To that end, expeditions were commissioned to locate as many worlds targeted for settlement as possible and, for the first time, in preparation for the final arrival of a semblance of order in a time approaching 2,000 years after travel amongst the stars became a reality, a true census began. This was a monumental task. The hundreds of established colony nations that exist in human space are just the tip of the iceberg. Hundreds, perhaps thousands, of colony worlds exist that, for one reason or another, did not re-establish contact after settlement. Some have been completely isolated this entire time. Agents of the Federation government were dispatched to every place that records indicate even one of the old generation ships went to.

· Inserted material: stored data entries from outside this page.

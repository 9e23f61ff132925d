use contracts::enums::{AccountStatus, Department, Gender, Role};
use contracts::forms::{error_for, FieldError, NewAccountForm};
use leptos::prelude::*;

use crate::shared::components::ui::{Button, Input, Select};
use crate::shared::defer::DeferSlot;

const SUBMIT_DELAY_MS: u32 = 700;
const BANNER_MS: u32 = 2000;

/// Account intake form; the only form offering the full role set and the
/// Administration department. Submissions are acknowledged and discarded.
#[component]
pub fn AddAccountSection() -> impl IntoView {
    let (full_name, set_full_name) = create_signal(String::new());
    let (email, set_email) = create_signal(String::new());
    let (phone, set_phone) = create_signal(String::new());
    let (password, set_password) = create_signal(String::new());
    let (confirm, set_confirm) = create_signal(String::new());
    let (role, set_role) = create_signal(String::new());
    let (department, set_department) = create_signal(String::new());
    let (gender, set_gender) = create_signal(String::new());
    let (joined, set_joined) = create_signal(String::new());
    let (status, set_status) = create_signal(AccountStatus::Active.code().to_string());
    let (errors, set_errors) = create_signal(Vec::<FieldError>::new());
    let (succeeded, set_succeeded) = create_signal(false);
    let (is_saving, set_is_saving) = create_signal(false);
    let submit = DeferSlot::new();
    let banner = DeferSlot::new();

    let field_error = move |field: &'static str| {
        errors.with(|list| error_for(list, field).map(str::to_string))
    };

    let reset = move || {
        set_full_name.set(String::new());
        set_email.set(String::new());
        set_phone.set(String::new());
        set_password.set(String::new());
        set_confirm.set(String::new());
        set_role.set(String::new());
        set_department.set(String::new());
        set_gender.set(String::new());
        set_joined.set(String::new());
        set_status.set(AccountStatus::Active.code().to_string());
    };

    let on_submit = move |ev: leptos::ev::SubmitEvent| {
        ev.prevent_default();

        let form = NewAccountForm {
            full_name: full_name.get(),
            email: email.get(),
            phone: phone.get(),
            password: password.get(),
            confirm_password: confirm.get(),
            role: role.get(),
            department: department.get(),
            gender: gender.get(),
            joined: joined.get(),
            status: status.get(),
        };

        let found = form.validate();
        if !found.is_empty() {
            set_errors.set(found);
            return;
        }
        set_errors.set(Vec::new());
        set_is_saving.set(true);

        submit.schedule(SUBMIT_DELAY_MS, move || {
            log::debug!("account submission acknowledged and discarded");
            set_is_saving.set(false);
            set_succeeded.set(true);
            banner.schedule(BANNER_MS, move || {
                set_succeeded.set(false);
                reset();
            });
        });
    };

    let role_options: Vec<(String, String)> = Role::all()
        .into_iter()
        .map(|r| (r.code().to_string(), r.display_name().to_string()))
        .collect();
    let department_options: Vec<(String, String)> = Department::all()
        .into_iter()
        .map(|d| (d.code().to_string(), d.display_name().to_string()))
        .collect();
    let gender_options: Vec<(String, String)> = Gender::all()
        .into_iter()
        .map(|g| (g.code().to_string(), g.display_name().to_string()))
        .collect();
    let status_options: Vec<(String, String)> = AccountStatus::all()
        .into_iter()
        .map(|s| (s.code().to_string(), s.display_name().to_string()))
        .collect();

    view! {
        <div class="panel">
            <h2 class="panel__title">"Add account"</h2>

            <Show when=move || succeeded.get()>
                <div class="panel__alert panel__alert--success">
                    "Account added successfully."
                </div>
            </Show>

            <form on:submit=on_submit>
                <Input
                    label="Full name"
                    id="account-name"
                    value=full_name
                    on_input=Callback::new(move |v| set_full_name.set(v))
                    error=Signal::derive(move || field_error("full_name"))
                />
                <Input
                    label="Email"
                    id="account-email"
                    value=email
                    on_input=Callback::new(move |v| set_email.set(v))
                    placeholder="name@motionmatrix.com"
                    error=Signal::derive(move || field_error("email"))
                />
                <Input
                    label="Phone number"
                    id="account-phone"
                    value=phone
                    on_input=Callback::new(move |v| set_phone.set(v))
                    placeholder="01XXXXXXXXX"
                    error=Signal::derive(move || field_error("phone"))
                />
                <Input
                    label="Password"
                    id="account-password"
                    input_type="password"
                    value=password
                    on_input=Callback::new(move |v| set_password.set(v))
                    autocomplete="new-password"
                    error=Signal::derive(move || field_error("password"))
                />
                <Input
                    label="Confirm password"
                    id="account-confirm"
                    input_type="password"
                    value=confirm
                    on_input=Callback::new(move |v| set_confirm.set(v))
                    autocomplete="new-password"
                    error=Signal::derive(move || field_error("confirm_password"))
                />
                <Select
                    label="Role"
                    id="account-role"
                    value=role
                    on_change=Callback::new(move |v| set_role.set(v))
                    options=role_options
                    placeholder="Select role"
                    error=Signal::derive(move || field_error("role"))
                />
                <Select
                    label="Department"
                    id="account-department"
                    value=department
                    on_change=Callback::new(move |v| set_department.set(v))
                    options=department_options
                    placeholder="Select department"
                    error=Signal::derive(move || field_error("department"))
                />
                <Select
                    label="Gender"
                    id="account-gender"
                    value=gender
                    on_change=Callback::new(move |v| set_gender.set(v))
                    options=gender_options
                    placeholder="Select gender"
                    error=Signal::derive(move || field_error("gender"))
                />
                <Input
                    label="Join date"
                    id="account-joined"
                    input_type="date"
                    value=joined
                    on_input=Callback::new(move |v| set_joined.set(v))
                    error=Signal::derive(move || field_error("joined"))
                />
                <Select
                    label="Status"
                    id="account-status"
                    value=status
                    on_change=Callback::new(move |v| set_status.set(v))
                    options=status_options
                    error=Signal::derive(move || field_error("status"))
                />

                <Button button_type="submit" disabled=is_saving>
                    {move || if is_saving.get() { "Saving..." } else { "Add account" }}
                </Button>
            </form>
        </div>
    }
}
use serde::{Deserialize, Serialize};

#[derive(Debug, Clone, Copy, PartialEq, Eq, Hash, Serialize, Deserialize)]
pub enum AccountStatus {
    Active,
    Inactive,
}

impl AccountStatus {
    pub fn code(&self) -> &'static str {
        match self {
            AccountStatus::Active => "active",
            AccountStatus::Inactive => "inactive",
        }
    }

    pub fn display_name(&self) -> &'static str {
        match self {
            AccountStatus::Active => "Active",
            AccountStatus::Inactive => "Inactive",
        }
    }

    pub fn all() -> Vec<AccountStatus> {
        vec![AccountStatus::Active, AccountStatus::Inactive]
    }

    pub fn from_code(code: &str) -> Option<Self> {
        match code {
            "active" => Some(AccountStatus::Active),
            "inactive" => Some(AccountStatus::Inactive),
            _ => None,
        }
    }
}

impl Default for AccountStatus {
    fn default() -> Self {
        AccountStatus::Active
    }
}
use chrono::NaiveDate;

/// Roster display format, e.g. "14 Feb 2023"
pub fn format_joined(date: NaiveDate) -> String {
    date.format("%d %b %Y").to_string()
}

#[cfg(test)]
mod tests {
    use super::*;

    #[test]
    fn test_format_joined() {
        let date = NaiveDate::from_ymd_opt(2023, 2, 14).unwrap();
        assert_eq!(format_joined(date), "14 Feb 2023");
    }
}
pub mod add_account;
pub mod add_worker;
pub mod overview;

use leptos::prelude::*;

use crate::layout::nav_context::{use_nav, Screen};
use crate::shared::components::ui::Button;
use crate::system::auth::context::use_session;

use add_account::AddAccountSection;
use add_worker::AddWorkerSection;
use overview::OverviewSection;

#[derive(Clone, Copy, PartialEq)]
enum Section {
    Overview,
    AddWorker,
    AddAccount,
}

#[component]
pub fn AdminDashboard() -> impl IntoView {
    let session = use_session();
    let nav = use_nav();
    let (section, set_section) = create_signal(Section::Overview);

    let user_name = move || {
        session
            .current()
            .with(|u| u.as_ref().map(|u| u.name.clone()).unwrap_or_default())
    };

    let on_logout = move |_| {
        session.logout();
        nav.navigate(Screen::Home);
    };

    let tab = move |target: Section, label: &'static str| {
        view! {
            <button
                class=move || {
                    if section.get() == target {
                        "dashboard__tab dashboard__tab--active"
                    } else {
                        "dashboard__tab"
                    }
                }
                on:click=move |_| set_section.set(target)
            >
                {label}
            </button>
        }
    };

    view! {
        <div class="dashboard">
            <header class="dashboard__header">
                <span class="dashboard__brand">"MotionMatrix"</span>
                <div class="dashboard__user">
                    <span class="dashboard__user-name">{user_name}</span>
                    <Button variant="ghost" on_click=Callback::new(on_logout)>
                        "Log out"
                    </Button>
                </div>
            </header>

            <nav class="dashboard__tabs">
                {tab(Section::Overview, "Overview")}
                {tab(Section::AddWorker, "Add worker")}
                {tab(Section::AddAccount, "Add account")}
            </nav>

            <section class="dashboard__body">
                {move || match section.get() {
                    Section::Overview => view! { <OverviewSection /> }.into_any(),
                    Section::AddWorker => view! { <AddWorkerSection /> }.into_any(),
                    Section::AddAccount => view! { <AddAccountSection /> }.into_any(),
                }}
            </section>
        </div>
    }
}
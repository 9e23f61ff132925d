use contracts::system::auth::{decode_session, encode_session, SessionUser};
use web_sys::window;

const SESSION_KEY: &str = "motionmatrix_session";

fn get_local_storage() -> Option<web_sys::Storage> {
    window()?.local_storage().ok()?
}

/// Save the durable session copy, overwriting any prior value
pub fn save_session(user: &SessionUser) {
    if let Some(storage) = get_local_storage() {
        let _ = storage.set_item(SESSION_KEY, &encode_session(user));
    }
}

/// Read the durable session copy. Absent or malformed data means anonymous.
pub fn load_session() -> Option<SessionUser> {
    let raw = get_local_storage()?.get_item(SESSION_KEY).ok()??;
    decode_session(&raw)
}

/// Clear the durable session copy
pub fn clear_session() {
    if let Some(storage) = get_local_storage() {
        let _ = storage.remove_item(SESSION_KEY);
    }
}
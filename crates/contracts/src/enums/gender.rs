use serde::{Deserialize, Serialize};

#[derive(Debug, Clone, Copy, PartialEq, Eq, Hash, Serialize, Deserialize)]
pub enum Gender {
    Male,
    Female,
    Other,
}

impl Gender {
    pub fn code(&self) -> &'static str {
        match self {
            Gender::Male => "male",
            Gender::Female => "female",
            Gender::Other => "other",
        }
    }

    pub fn display_name(&self) -> &'static str {
        match self {
            Gender::Male => "Male",
            Gender::Female => "Female",
            Gender::Other => "Other",
        }
    }

    pub fn all() -> Vec<Gender> {
        vec![Gender::Male, Gender::Female, Gender::Other]
    }

    pub fn from_code(code: &str) -> Option<Self> {
        match code {
            "male" => Some(Gender::Male),
            "female" => Some(Gender::Female),
            "other" => Some(Gender::Other),
            _ => None,
        }
    }
}
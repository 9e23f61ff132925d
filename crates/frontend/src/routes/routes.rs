use leptos::prelude::*;

use crate::layout::nav_context::{use_nav, Screen};
use crate::pages::admin::AdminDashboard;
use crate::pages::home::HomePage;
use crate::pages::login::AuthPage;
use crate::system::auth::guard::RequireAdmin;

#[component]
pub fn AppRoutes() -> impl IntoView {
    let nav = use_nav();

    // The transitioning flag only drives the fade styling
    let shell_class = move || {
        if nav.transitioning.get() {
            "screen screen--transitioning"
        } else {
            "screen"
        }
    };

    // Previous screen tags the shell so CSS can pick the fade direction
    let from_screen = move || nav.previous.get().map(|s| s.code());

    view! {
        <main class=shell_class data-from=from_screen>
            {move || match nav.current.get() {
                Screen::Home => view! { <HomePage /> }.into_any(),
                Screen::Login => view! { <AuthPage /> }.into_any(),
                Screen::Admin => view! {
                    <RequireAdmin>
                        <AdminDashboard />
                    </RequireAdmin>
                }
                .into_any(),
            }}
        </main>
    }
}
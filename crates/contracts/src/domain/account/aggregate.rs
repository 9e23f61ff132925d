use chrono::NaiveDate;
use serde::{Deserialize, Serialize};

use crate::enums::{AccountStatus, Department, Role};

/// Unique staff account identifier
#[derive(Debug, Clone, Copy, PartialEq, Eq, Hash, Serialize, Deserialize)]
pub struct AccountId(pub u32);

impl AccountId {
    pub fn value(&self) -> u32 {
        self.0
    }
}

impl std::fmt::Display for AccountId {
    fn fmt(&self, f: &mut std::fmt::Formatter<'_>) -> std::fmt::Result {
        write!(f, "{}", self.0)
    }
}

/// Staff account record.
///
/// The set is seeded once at startup and never mutated; the password is
/// stored in clear because the directory is a fixture standing in for a
/// real identity service.
#[derive(Debug, Clone, Serialize, Deserialize)]
pub struct Account {
    pub id: AccountId,
    pub full_name: String,
    /// Unique, compared case-sensitively as stored
    pub email: String,
    pub password: String,
    pub role: Role,
    pub department: Department,
    pub status: AccountStatus,
    pub joined: NaiveDate,
}
use leptos::prelude::*;

use crate::layout::nav_context::{use_nav, Screen};
use crate::shared::components::ui::Button;
use crate::system::auth::context::use_session;

#[component]
pub fn HomePage() -> impl IntoView {
    let nav = use_nav();
    let session = use_session();
    let is_active = session.is_active();

    view! {
        <div class="home">
            <header class="home__header">
                <span class="home__brand">"MotionMatrix"</span>
                <Show
                    when=move || is_active.get()
                    fallback=move || view! {
                        <Button variant="ghost" on_click=Callback::new(move |_| nav.navigate(Screen::Login))>
                            "Sign in"
                        </Button>
                    }
                >
                    <Button variant="ghost" on_click=Callback::new(move |_| nav.navigate(Screen::Admin))>
                        "Open dashboard"
                    </Button>
                </Show>
            </header>

            <section class="home__hero">
                <h1>"Run your factory floor from one place"</h1>
                <p>
                    "MotionMatrix keeps departments, staff and daily output of a garment "
                    "production line in a single picture."
                </p>
                <Button on_click=Callback::new(move |_| nav.navigate(Screen::Login))>
                    "Get started"
                </Button>
            </section>

            <section class="home__features">
                <div class="home__feature">
                    <h3>"Departments"</h3>
                    <p>"Cutting to packaging, every line at a glance."</p>
                </div>
                <div class="home__feature">
                    <h3>"Staff"</h3>
                    <p>"Workers, supervisors and managers in one roster."</p>
                </div>
                <div class="home__feature">
                    <h3>"Accounts"</h3>
                    <p>"Role-based access for the people who run the floor."</p>
                </div>
            </section>
        </div>
    }
}
use serde::{Deserialize, Serialize};

/// Factory departments
#[derive(Debug, Clone, Copy, PartialEq, Eq, Hash, Serialize, Deserialize)]
pub enum Department {
    Cutting,
    Sewing,
    Finishing,
    Quality,
    Packaging,
    Admin,
}

impl Department {
    pub fn code(&self) -> &'static str {
        match self {
            Department::Cutting => "cutting",
            Department::Sewing => "sewing",
            Department::Finishing => "finishing",
            Department::Quality => "quality",
            Department::Packaging => "packaging",
            Department::Admin => "admin",
        }
    }

    pub fn display_name(&self) -> &'static str {
        match self {
            Department::Cutting => "Cutting",
            Department::Sewing => "Sewing",
            Department::Finishing => "Finishing",
            Department::Quality => "Quality",
            Department::Packaging => "Packaging",
            Department::Admin => "Administration",
        }
    }

    /// Departments a worker can be assigned to
    pub fn floor() -> Vec<Department> {
        vec![
            Department::Cutting,
            Department::Sewing,
            Department::Finishing,
            Department::Quality,
            Department::Packaging,
        ]
    }

    /// Full set, offered only by the account creation form
    pub fn all() -> Vec<Department> {
        let mut list = Self::floor();
        list.push(Department::Admin);
        list
    }

    pub fn from_code(code: &str) -> Option<Self> {
        match code {
            "cutting" => Some(Department::Cutting),
            "sewing" => Some(Department::Sewing),
            "finishing" => Some(Department::Finishing),
            "quality" => Some(Department::Quality),
            "packaging" => Some(Department::Packaging),
            "admin" => Some(Department::Admin),
            _ => None,
        }
    }
}

impl std::fmt::Display for Department {
    fn fmt(&self, f: &mut std::fmt::Formatter<'_>) -> std::fmt::Result {
        f.write_str(self.code())
    }
}

#[cfg(test)]
mod tests {
    use super::*;

    #[test]
    fn test_floor_excludes_administration() {
        assert!(!Department::floor().contains(&Department::Admin));
        assert!(Department::all().contains(&Department::Admin));
    }

    #[test]
    fn test_code_round_trip() {
        for dep in Department::all() {
            assert_eq!(Department::from_code(dep.code()), Some(dep));
        }
        assert_eq!(Department::from_code("warehouse"), None);
    }
}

This story begins with one such agent, Commander Markus Victor of the Terran Federation Navy, en route to the world of Bastion, located some 350 light-years from Earth. A true “neo-barbarian” case observed to nonetheless possess signs of civilization, Victor’s expedition was still a shot in the dark. As his ship, the TNS Fearless came out of hyper, bringing the system of bright blue-purple Richard’s Star into full view, he began a slow journey towards the very Earth-like Planet Bastion. For this lost world, he had to prepare for everything, and he had to do it alone. So many colonies had yet to be explored and the funding for each was incredibly tight. As expected, there were zero signs of advanced civilization present on the planet. Beyond that, Victor reflected, staring into his monitors as the ship finally came into orbit, nothing was known. Anything was possible.